All of the records below need to be returned exactly.

________________________________________

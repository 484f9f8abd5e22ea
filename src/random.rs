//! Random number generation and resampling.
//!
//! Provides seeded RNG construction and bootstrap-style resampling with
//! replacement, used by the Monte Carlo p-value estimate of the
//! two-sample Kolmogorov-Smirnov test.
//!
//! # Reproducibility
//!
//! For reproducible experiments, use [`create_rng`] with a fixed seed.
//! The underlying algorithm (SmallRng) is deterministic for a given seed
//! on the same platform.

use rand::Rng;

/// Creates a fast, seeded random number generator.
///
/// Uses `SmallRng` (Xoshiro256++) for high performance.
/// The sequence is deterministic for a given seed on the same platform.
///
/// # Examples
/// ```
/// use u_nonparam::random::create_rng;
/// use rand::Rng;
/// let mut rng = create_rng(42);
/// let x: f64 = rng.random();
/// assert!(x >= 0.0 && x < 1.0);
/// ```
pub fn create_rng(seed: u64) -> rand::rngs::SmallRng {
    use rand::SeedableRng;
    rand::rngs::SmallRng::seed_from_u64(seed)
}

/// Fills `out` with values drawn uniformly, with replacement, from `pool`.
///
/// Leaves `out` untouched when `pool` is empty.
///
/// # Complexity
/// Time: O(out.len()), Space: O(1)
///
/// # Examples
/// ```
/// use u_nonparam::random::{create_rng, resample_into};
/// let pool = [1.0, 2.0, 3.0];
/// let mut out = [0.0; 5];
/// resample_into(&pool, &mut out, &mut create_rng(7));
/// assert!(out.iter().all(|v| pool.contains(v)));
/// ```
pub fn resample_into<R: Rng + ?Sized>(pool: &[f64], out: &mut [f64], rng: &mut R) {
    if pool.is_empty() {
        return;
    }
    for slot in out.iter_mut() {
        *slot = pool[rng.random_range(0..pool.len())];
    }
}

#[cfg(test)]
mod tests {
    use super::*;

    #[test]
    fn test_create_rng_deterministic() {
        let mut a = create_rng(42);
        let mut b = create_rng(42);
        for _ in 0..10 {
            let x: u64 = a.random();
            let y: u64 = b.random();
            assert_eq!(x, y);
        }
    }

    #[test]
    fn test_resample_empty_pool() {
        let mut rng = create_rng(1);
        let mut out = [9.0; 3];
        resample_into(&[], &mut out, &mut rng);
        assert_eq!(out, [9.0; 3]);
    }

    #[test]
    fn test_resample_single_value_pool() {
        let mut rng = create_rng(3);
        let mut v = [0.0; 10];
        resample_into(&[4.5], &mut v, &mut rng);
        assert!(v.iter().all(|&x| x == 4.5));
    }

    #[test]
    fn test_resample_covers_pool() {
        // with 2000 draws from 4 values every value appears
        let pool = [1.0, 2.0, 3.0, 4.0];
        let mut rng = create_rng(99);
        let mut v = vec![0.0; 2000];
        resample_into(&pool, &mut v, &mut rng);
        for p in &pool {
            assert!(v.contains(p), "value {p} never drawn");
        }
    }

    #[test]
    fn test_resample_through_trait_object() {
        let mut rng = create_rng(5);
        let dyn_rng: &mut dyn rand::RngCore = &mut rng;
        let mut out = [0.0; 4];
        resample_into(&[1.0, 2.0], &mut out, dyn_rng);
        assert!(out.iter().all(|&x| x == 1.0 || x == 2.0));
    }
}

________________________________________

→ **ANSWER TO THIS PROBLEM**
repository 484f9f8abd5e22ea
filename src/random.rs
//! Random number generation and resampling.
//!
//! Provides seeded RNG construction and bootstrap-style resampling with
//! replacement, used by the Monte Carlo p-value estimate of the
//! two-sample Kolmogorov-Smirnov test.
//!
//! # Reproducibility
//!
//! For reproducible experiments, use [`create_rng`] with a fixed seed.
//! The underlying algorithm (SmallRng) is deterministic for a given seed
//! on the same platform.

use rand::Rng;

/// Creates a fast, seeded random number generator.
///
/// Uses `SmallRng` (Xoshiro256++) for high performance.
/// The sequence is deterministic for a given seed on the same platform.
///
/// # Examples
/// ```
/// use u_nonparam::random::create_rng;
/// use rand::Rng;
/// let mut rng = create_rng(42);
/// let x: f64 = rng.random();
/// assert!(x >= 0.0 && x < 1.0);
/// ```
pub fn create_rng(seed: u64) -> rand::rngs::SmallRng {
    use rand::SeedableRng;
    rand::rngs::SmallRng::seed_from_u64(seed)
}

/// Fills `out` with values drawn uniformly, with replacement, from `pool`.
///
/// Leaves `out` untouched when `pool` is empty.
///
/// # Complexity
/// Time: O(out.len()), Space: O(1)
///
/// # Examples
/// ```
/// use u_nonparam::random::{create_rng, resample_into};
/// let pool = [1.0, 2.0, 3.0];
/// let mut out = [0.0; 5];
/// resample_into(&pool, &mut out, &mut create_rng(7));
/// assert!(out.iter().all(|v| pool.contains(v)));
/// ```
pub fn resample_into<R: Rng + ?Sized>(pool: &[f64], out: &mut [f64], rng: &mut R) {
    if pool.is_empty() {
        return;
    }
    for slot in out.iter_mut() {
        *slot = pool[rng.random_range(0..pool.len())];
    }
}

#[cfg(test)]
mod tests {
    use super::*;

    #[test]
    fn test_create_rng_deterministic() {
        let mut a = create_rng(42);
        let mut b = create_rng(42);
        for _ in 0..10 {
            let x: u64 = a.random();
            let y: u64 = b.random();
            assert_eq!(x, y);
        }
    }

    #[test]
    fn test_resample_empty_pool() {
        let mut rng = create_rng(1);
        let mut out = [9.0; 3];
        resample_into(&[], &mut out, &mut rng);
        assert_eq!(out, [9.0; 3]);
    }

    #[test]
    fn test_resample_single_value_pool() {
        let mut rng = create_rng(3);
        let mut v = [0.0; 10];
        resample_into(&[4.5], &mut v, &mut rng);
        assert!(v.iter().all(|&x| x == 4.5));
    }

    #[test]
    fn test_resample_covers_pool() {
        // with 2000 draws from 4 values every value appears
        let pool = [1.0, 2.0, 3.0, 4.0];
        let mut rng = create_rng(99);
        let mut v = vec![0.0; 2000];
        resample_into(&pool, &mut v, &mut rng);
        for p in &pool {
            assert!(v.contains(p), "value {p} never drawn");
        }
    }

    #[test]
    fn test_resample_through_trait_object() {
        let mut rng = create_rng(5);
        let dyn_rng: &mut dyn rand::RngCore = &mut rng;
        let mut out = [0.0; 4];
        resample_into(&[1.0, 2.0], &mut out, dyn_rng);
        assert!(out.iter().all(|&x| x == 1.0 || x == 2.0));
    }
}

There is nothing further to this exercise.